A pretty common reason is that Copy always is set on some file. Change it to Copy if newer to solve the problem.

Pay attention to your builds and make sure there’s no overbuilding, double-writes and other unpleasant phenomena that slow you and your team down.

Comments (13)
  1. Ali Servet Donmez says:

    Hi, it appears to be no key such as `U2DCheckVerbosity` in VS 2012. Any ideas? Thank you.

  2. J.P. Hamilton says:

    Would this be any different than going to Tools/Options/Project and Solutions/Build and Run and setting the verbosity of MSBuild to Diagnostic?

  3. @Ali – Most of the times these kinds of keys don't exist by default. You can right click and create a new one.
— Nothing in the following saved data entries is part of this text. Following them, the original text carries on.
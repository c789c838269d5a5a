//! # The Predictor
//!
//! The immutable, startup-initialized bundle of everything a request needs: the
//! feature mapper, the fitted scaler, the classifier and the explainer. It is
//! built exactly once, before the listener opens, and then shared read-only by
//! every handler behind an `Arc`. Dropping the last `Arc` is the only teardown.
//!
//! A request runs the same short pipeline regardless of endpoint:
//! validated record -> feature vector -> scaled vector -> classifier or explainer.

use crate::artifacts::{self, ArtifactError};
use crate::classifier::Classify;
use crate::config::ServiceConfig;
use crate::error::{ApiError, PredictionError};
use crate::explain::{Contribution, Explain, ExplanationError, LimeExplainer};
use crate::features::FeatureMapper;
use crate::record::ClinicalRecord;
use crate::scaler::{Scale, ScaledVector};
use serde::Serialize;

/// Response body of `POST /predict`.
#[derive(Debug, Clone, PartialEq, Serialize)]
pub struct PredictionResult {
    pub prediction: u8,
    pub result: &'static str,
    #[serde(skip_serializing_if = "Option::is_none")]
    pub confidence: Option<f64>,
}

/// Response body of `POST /explain`.
#[derive(Debug, Clone, PartialEq, Serialize)]
pub struct ExplanationResult {
    pub explanation: Vec<Contribution>,
}

pub struct Predictor {
    mapper: FeatureMapper,
    scaler: Box<dyn Scale>,
    classifier: Box<dyn Classify>,
    explainer: Box<dyn Explain>,
    top_k: usize,
}

impl std::fmt::Debug for Predictor {
    fn fmt(&self, f: &mut std::fmt::Formatter<'_>) -> std::fmt::Result {
        f.debug_struct("Predictor")
            .field("features", &self.mapper.feature_names())
            .field("top_k", &self.top_k)
            .finish_non_exhaustive()
    }
}

impl Predictor {
    pub fn new(
        mapper: FeatureMapper,
        scaler: Box<dyn Scale>,
        classifier: Box<dyn Classify>,
        explainer: Box<dyn Explain>,
        top_k: usize,
    ) -> Self {
        Self {
            mapper,
            scaler,
            classifier,
            explainer,
            top_k,
        }
    }

    /// Loads and cross-checks every artifact named in `config`.
    pub fn from_config(config: &ServiceConfig) -> Result<Self, ArtifactError> {
        let paths = &config.artifacts;

        let features = artifacts::load_feature_list(&paths.features)?;
        let mapper = FeatureMapper::new(&features.selected_features, paths.strict_features)
            .map_err(ArtifactError::from)?;
        let width = mapper.len();

        let scaler = artifacts::load_scaler(&paths.scaler, width)?;
        let classifier = artifacts::load_classifier(&paths.classifier, width)?;
        let reference = artifacts::load_reference(&paths.reference, mapper.feature_names())?;
        let explainer = LimeExplainer::new(
            &reference,
            mapper.feature_names().to_vec(),
            config.explain.lime_settings(),
        )?;

        log::info!(
            "Predictor ready: {} features in model order [{}]",
            width,
            mapper.feature_names().join(", ")
        );

        Ok(Self::new(
            mapper,
            Box::new(scaler),
            Box::new(classifier),
            Box::new(explainer),
            config.explain.top_k,
        ))
    }

    pub fn feature_names(&self) -> &[String] {
        self.mapper.feature_names()
    }

    pub fn top_k(&self) -> usize {
        self.top_k
    }

    fn prepare(&self, record: &ClinicalRecord) -> Result<ScaledVector, ApiError> {
        let features = self.mapper.map(record)?;
        let scaled = self
            .scaler
            .transform(&features)
            .map_err(PredictionError::from)?;
        Ok(scaled)
    }

    pub fn predict(&self, record: &ClinicalRecord) -> Result<PredictionResult, ApiError> {
        let scaled = self.prepare(record)?;
        let classification = self
            .classifier
            .classify(&scaled)
            .map_err(PredictionError::from)?;

        log::debug!(
            "Classified as {} (p = {:?})",
            classification.label,
            classification.probabilities
        );

        Ok(PredictionResult {
            prediction: classification.label.code(),
            result: classification.label.result_text(),
            confidence: classification.confidence_percent(),
        })
    }

    pub fn explain(&self, record: &ClinicalRecord) -> Result<ExplanationResult, ApiError> {
        let features = self.mapper.map(record)?;
        let scaled = self
            .scaler
            .transform(&features)
            .map_err(ExplanationError::from)?;
        let explanation = self
            .explainer
            .explain(&scaled, self.classifier.as_ref(), self.top_k)?;
        Ok(ExplanationResult { explanation })
    }
}
use grep::regex::RegexMatcher;
use grep::searcher::{Searcher, Sink, SinkMatch};
use std::error::Error;
use std::path::{Path, PathBuf};
use walkdir::WalkDir;

// Only the crate's own sources are policed.
const SCANNED_DIRS: [&str; 2] = ["src", "tests"];

/// A source policy: a line regex plus a filter deciding whether a matched line
/// is a real violation.
struct Rule {
    name: &'static str,
    pattern: &'static str,
    accept: fn(&str) -> bool,
    advice: &'static str,
}

const RULES: [Rule; 3] = [
    Rule {
        name: "underscore-prefixed identifiers",
        pattern: r"\b(_[a-zA-Z0-9_]+)\b",
        accept: underscore_in_code,
        advice: "Either use the binding (removing the underscore) or remove it completely.",
    },
    Rule {
        name: "forbidden comment markers",
        pattern: r"(//|/\*).*\b(?:FIXED|CORRECTED|FIX|FIXES|NEW|CHANGED|CHANGES|CHANGE|MODIFIED|MODIFIES|MODIFY|UPDATED|UPDATES|UPDATE)\b",
        accept: always,
        advice: "Comments describe the code as it is, not the edit that produced it.",
    },
    Rule {
        name: "#[allow(dead_code)] attributes",
        pattern: r"#\s*\[\s*allow\s*\(\s*dead_code\s*\)\s*\]",
        accept: always,
        advice: "Either use the code or remove it completely.",
    },
];

// Collects every accepted match from a single file.
struct ViolationCollector {
    accept: fn(&str) -> bool,
    violations: Vec<String>,
}

impl Sink for ViolationCollector {
    type Error = std::io::Error;

    fn matched(&mut self, _: &Searcher, mat: &SinkMatch) -> Result<bool, Self::Error> {
        let line_number = mat.line_number().unwrap_or(0);
        let line_text = std::str::from_utf8(mat.bytes()).unwrap_or("").trim_end();
        if (self.accept)(line_text) {
            self.violations.push(format!("{line_number}:{line_text}"));
        }
        Ok(true)
    }
}

fn always(_: &str) -> bool {
    true
}

// Skips matches that only occur inside comments or string literals.
fn underscore_in_code(line: &str) -> bool {
    let code = match line.find("//") {
        Some(idx) => &line[..idx],
        None => line,
    };
    code.split('"')
        .enumerate()
        .filter(|(i, _)| i % 2 == 0)
        .any(|(_, part)| {
            part.char_indices().any(|(idx, c)| {
                let starts_word = idx == 0
                    || !part[..idx]
                        .chars()
                        .next_back()
                        .is_some_and(|p| p.is_alphanumeric() || p == '_');
                let next = part[idx + c.len_utf8()..].chars().next();
                c == '_' && starts_word && next.is_some_and(|n| n.is_alphanumeric() || n == '_')
            })
        })
}

fn sources() -> Vec<PathBuf> {
    SCANNED_DIRS
        .iter()
        .flat_map(|dir| WalkDir::new(dir).into_iter().filter_map(|e| e.ok()))
        .filter(|e| e.path().extension().is_some_and(|ext| ext == "rs"))
        .map(|e| e.into_path())
        .collect()
}

fn check(rule: &Rule, files: &[PathBuf]) -> Result<(), Box<dyn Error>> {
    let matcher = RegexMatcher::new_line_matcher(rule.pattern)?;
    let mut searcher = Searcher::new();

    for path in files {
        let mut collector = ViolationCollector {
            accept: rule.accept,
            violations: Vec::new(),
        };
        searcher.search_path(&matcher, path, &mut collector)?;
        if !collector.violations.is_empty() {
            return Err(report(rule, path, &collector.violations).into());
        }
    }
    Ok(())
}

fn report(rule: &Rule, path: &Path, violations: &[String]) -> String {
    let mut msg = format!(
        "\n❌ ERROR: Found {} {} in {}:\n",
        violations.len(),
        rule.name,
        path.display()
    );
    for violation in violations {
        msg.push_str(&format!("   {violation}\n"));
    }
    msg.push_str(&format!("\n⚠️ {}\n", rule.advice));
    msg
}

fn main() {
    println!("cargo:rerun-if-changed=build.rs");
    for dir in SCANNED_DIRS {
        println!("cargo:rerun-if-changed={dir}");
    }

    let files = sources();
    for rule in &RULES {
        if let Err(e) = check(rule, &files) {
            eprintln!("{e}");
            std::process::exit(1);
        }
    }
}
  4. Ali Servet Donmez says:

    @Christiaan thank you, I will do that.

  5. RichB says:

    I've got a lot to read through:

    λ ls -l msbuild1.log

    -rw-r–r–    1 user  Administ 267920508 May 14 11:00 msbuild1.log

  6. Wayne J says:

    I tried this in VS2015U1 and don't see any changes in the logging.  Is this different in 2015U1?

    Key Name:          HKEY_CURRENT_USERSoftwareMicrosoftVisualStudio14.0General

    Value 41

     Name:            U2DCheckVerbosity

     Type:            REG_DWORD

     Data:            0x1

  7. Kirill Osenkov says:

    Wayne – you might have fast up-to-date check disabled. It's hard to investigate but double check that the MSBuild property DisableFastUpToDateCheck is not set in your project. Other than that unfortunately I have no idea what could be going wrong.

  8. Trass3r says:

    Works like a charm in VS2015.3! Thanks a lot.

  9. Karel Vergauwe says:

    Is this registry settings still available in Visual Studio 2017. There is no “general” folder in the VisualStudio\15.0

  10. Manfred Roßkamp says:

    I tried this with visual studio 2017 without any success. Any Ideas?

    1. McCready says:

      I was also having this issue. I found that VS 2017 now uses a private registry hive, which means these settings don’t live in the registry anymore, but in a file, loaded by VS. I found instructions that worked for me in this post:

      I hope this helps,

  11. McCready says:

    Same here, I cannot get this to work with VS2017. This should always be on at normal verbosity.
    Where did all the reg keys move to in VS2017?


  12. pde14 says:

    In VS2017 go to “Tools…Options…Projects and Solutions…Build and Run” to set build verbosity.

    In my case I had a solution with 2 projects, an EXE and a DLL. Changing the projects from AnyCPU to x86 changed the output path from .\Debug to .\x86\Debug but the EXE was re-built every time because it still checked the DLL’s old output folder. Fixed by removing the DLL reference from the EXE references list and then adding it back in.